If you have spoken with your employer and the issue cannot be resolved or talking with your employer isn’t an option at all, then it may be time to peruse legal action. There are many reasons why you may wish to take legal action out against your employer, but the most common are outlined below. 

Unfair or unlawful dismissal

Dismissal is when your employer ends your employment. It is not illegal for an employer to fire an employee but is unlawful if they do it without good reason or without following the proper protocol. Being dismissed for the following would be seen as an example of unfair or unlawful dismissal:

  • Joining a trade union 
  • Taking part in industrial action that lasted 12 weeks or less
  • Needing time off for jury service
  • Being on paternity or maternity leave when you were dismissed
  • Being denied a break
  • Exposing wrongdoing in your workplace 


Discrimination is one of the most common reasons that employees take out legal action against their employer. Discrimination is when your employer treats you unfairly or differently because of personal characteristics or who you are as a person. In the UK, The Equality Act 2010 highlights 9 protected characteristics, these are:

  1. Age
  2. Gender
  3. Race
  4. Disability
  5. Religion
  6. Pregnancy and maternity
  7. Sexual orientation
  8. Gender reassignment
  9. Marriage and civil partnership

These characteristics are protected at every phase of employment, including at the recruitment stage which means if you feel you were discriminated against because of one of these characteristics whilst at an interview then you may have reason to seek legal action against the company, even if they are not your employer. 

There are a few instances where you may be denied employment for one of the 9 protected reasons and it is not a case of discrimination. Such as if you were applying for a role that required significant physical tests this would put older candidates at a disadvantage. 

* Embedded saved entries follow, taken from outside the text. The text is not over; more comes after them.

impl<B: MapBackend> ListingsMap<B> {
    /// Creates the map and its tile layer. The fields present in `patch`
    /// replace the defaults of [`MapOptions`].
    pub fn initialize(mut backend: B, patch: MapOptionsPatch, viewport_width: u32) -> Self {
        let options = MapOptions::default().merge(patch);
        let gestures = viewport_width > GESTURE_MIN_WIDTH;

        backend.create_map(&MapConfig {
            container: options.map_id.clone(),
            zoom: options.zoom_level,
            max_zoom: options.max_zoom,
            dragging: gestures,
            tap: gestures,
            scroll_wheel_zoom: false,
        });

        backend.add_tile_layer(&TileConfig {
            url: options.tile_layer.tiles.clone(),
            attribution: options.tile_layer.attribution.clone(),
            subdomains: options.tile_layer.subdomains.clone(),
            min_zoom: 1,
            max_zoom: 19,
        });

        Self {
            backend,
            options,
            popups: Popups::new(),
            status: MapStatus::Idle,
            focused: false,
            transitions: HashMap::new(),
            markers: HashMap::new(),
            listing: HashSet::new(),
        }
    }

    pub fn backend(&self) -> &B {
        &self.backend
    }

    pub fn options(&self) -> &MapOptions {
        &self.options
    }

    pub fn status(&self) -> &MapStatus {
        &self.status
    }

    /// Scroll-wheel zoom is enabled by the first focus and stays enabled.
    pub fn focus(&mut self) {
        if !self.focused {
            self.focused = true;
            self.backend.enable_scroll_zoom();
        }
    }

    /// Fetches the document at `url` and renders it. Failures never escape,
    /// they end up in the returned status and leave the map without layers.
    pub async fn load<S: GeoJsonSource>(&mut self, source: &S, url: &str) -> MapStatus {
        self.status = MapStatus::Pending;

        self.status = match self.fetch(source, url).await {
            Ok(collection) => MapStatus::Ready {
                layers: self.render(&collection),
            },
            Err(reason) => match self.options.fetch_failure {
                FailurePolicy::Surface => {
                    tracing::warn!(url, error = %reason, "Couldn't load map data");
                    MapStatus::Failed { reason }
                }
                FailurePolicy::AbandonSilently => {
                    tracing::debug!(url, error = %reason, "Abandoned map data");
                    MapStatus::Abandoned
                }
            },
        };

        self.status.clone()
    }

    async fn fetch<S: GeoJsonSource>(
        &self,
        source: &S,
        url: &str,
    ) -> Result<FeatureCollection, FetchError> {
        let attempts = match self.options.fetch_failure {
            FailurePolicy::Surface => 1 + self.options.retries,
            FailurePolicy::AbandonSilently => 1,
        };

        let mut attempt = 1;
        loop {
            match fetch_collection(source, url).await {
                Err(e) if attempt < attempts && !matches!(e, FetchError::Parse(_)) => {
                    tracing::debug!(url, attempt, error = %e, "Retrying map data");
                    attempt += 1;
                }
                result => return result,
            }
        }
    }

    /// Renders every point and line feature of `collection` and fits the
    /// viewport around them. Returns the number of layers added.
    pub fn render(&mut self, collection: &FeatureCollection) -> usize {
        let mut bounds: Option<Bounds> = None;
        let mut count = 0;

        for feature in &collection.features {
            let points: Vec<LatLng> = match &feature.geometry {
                Some(Geometry::Point { coordinates }) => lat_lng(coordinates).into_iter().collect(),
                Some(Geometry::LineString { coordinates }) => {
                    coordinates.iter().filter_map(|p| lat_lng(p)).collect()
                }
                _ => {
                    tracing::debug!(id = ?feature.properties.id, "Skipping unsupported geometry");
                    continue;
                }
            };

            if points.is_empty() {
                tracing::debug!(id = ?feature.properties.id, "Skipping feature without positions");
                continue;
            }

            match feature.geometry {
                Some(Geometry::Point { .. }) => self.add_point(points[0], &feature.properties),
                _ => self.add_line(&points, &feature.properties),
            }

            for &point in &points {
                match &mut bounds {
                    Some(bounds) => bounds.extend(point),
                    None => bounds = Some(Bounds::around(point)),
                }
            }

            count += 1;
        }

        if let Some(bounds) = bounds {
            self.backend.fit_bounds(bounds, FIT_PADDING);
        }

        count
    }

    fn add_point(&mut self, at: LatLng, properties: &Properties) {
        let interactive = self.options.interactivity;

        let default = Icon {
            url: properties.marker.clone().unwrap_or_else(|| self.options.marker_path.clone()),
            size: [25.0, 37.5],
            anchor: [13.0, 38.0],
            popup_anchor: [0.0, -35.0],
            tooltip_anchor: [0.0, 19.0],
            class_name: interactive.then(|| "marker-hover-effect".to_string()),
        };
        let highlight = Icon {
            url: properties
                .marker
                .clone()
                .unwrap_or_else(|| self.options.marker_path_highlight.clone()),
            size: [28.0, 42.0],
            anchor: [13.0, 43.0],
            ..default.clone()
        };

        let opacity = if self.options.use_text_icon { 0.0 } else { 1.0 };
        let layer = self.backend.add_marker(at, &default, opacity);

        let descriptive = interactive && properties.is_descriptive();

        if descriptive && properties.is_active {
            self.bind_popup(layer, self.options.point_popup_type, properties);
        }

        let tooltip = descriptive && self.options.use_text_icon;
        if tooltip {
            match self.popups.tooltip(properties) {
                Ok(html) => self.backend.bind_tooltip(layer, &html, &tooltip_options()),
                Err(e) => tracing::error!(id = ?properties.id, "Couldn't render tooltip:\n{e:#}"),
            }
        }

        if let Some(id) = properties.id.as_ref().filter(|id| !id.is_empty()) {
            self.markers.insert(id.clone(), layer);
        }

        self.transitions.insert(
            layer,
            Transition::Marker {
                default,
                highlight,
                tooltip,
            },
        );
    }

    fn add_line(&mut self, points: &[LatLng], properties: &Properties) {
        let style = line_style(properties);
        let layer = self.backend.add_path(points, &style);

        if self.options.interactivity && properties.is_descriptive() {
            self.bind_popup(layer, self.options.line_popup_type, properties);
        }

        self.transitions
            .insert(layer, Transition::Path { default: style });
    }

    fn bind_popup(&mut self, layer: LayerId, layout: PopupType, properties: &Properties) {
        match self
            .popups
            .popup(layout, properties, &self.options.img_base_path)
        {
            Ok(html) => self.backend.bind_popup(layer, &html, &popup_options()),
            Err(e) => tracing::error!(id = ?properties.id, "Couldn't render popup:\n{e:#}"),
        }
    }

    /// Pointer entered `layer`.
    pub fn hover(&mut self, layer: LayerId) {
        if self.options.interactivity {
            self.highlight(layer);
        }
    }

    /// Pointer left `layer`.
    pub fn unhover(&mut self, layer: LayerId) {
        if self.options.interactivity {
            self.reset(layer);
        }
    }

    fn highlight(&mut self, layer: LayerId) {
        match self.transitions.get(&layer) {
            Some(Transition::Marker {
                highlight, tooltip, ..
            }) => {
                self.backend.set_icon(layer, highlight);
                if *tooltip {
                    self.backend.set_tooltip_active(layer, true);
                }
            }
            Some(Transition::Path { .. }) => self.backend.set_style(layer, &highlight_style()),
            None => {}
        }
    }

    fn reset(&mut self, layer: LayerId) {
        match self.transitions.get(&layer) {
            Some(Transition::Marker {
                default, tooltip, ..
            }) => {
                self.backend.set_icon(layer, default);
                if *tooltip {
                    self.backend.set_tooltip_active(layer, false);
                }
            }
            Some(Transition::Path { default }) => self.backend.set_style(layer, default),
            None => {}
        }
    }

    /// Registers the marker ids shown in the listing, empty ids are ignored.
    pub fn bind_listing<I, S>(&mut self, ids: I)
    where
        I: IntoIterator<Item = S>,
        S: Into<String>,
    {
        self.listing.extend(
            ids.into_iter()
                .map(Into::into)
                .filter(|id: &String| !id.is_empty()),
        );
    }

    fn listed_marker(&self, id: &str) -> Option<LayerId> {
        if self.listing.contains(id) {
            self.markers.get(id).copied()
        } else {
            None
        }
    }

    /// Pointer entered the listing entry of `id`.
    pub fn listing_enter(&mut self, id: &str) {
        if let Some(layer) = self.listed_marker(id) {
            self.highlight(layer);
        }
    }

    /// Pointer left the listing entry of `id`.
    pub fn listing_leave(&mut self, id: &str) {
        if let Some(layer) = self.listed_marker(id) {
            self.reset(layer);
        }
    }

    /// Marker layer rendered for the feature `id`.
    pub fn marker(&self, id: &str) -> Option<LayerId> {
        self.markers.get(id).copied()
    }
}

Image by mohamed Hassan from Pixabay


Harassment in the workplace can be of a sexual nature, such as touching or inappropriate comments but can also include workplace violence and bullying. Taking legal action against harassment is important to not only stop the current harassment from continuing but for preventing future occurrences of harassment against others. Your employer is required by law to investigate harassment claims and their failure to do so is also grounds to pursue legal action against them.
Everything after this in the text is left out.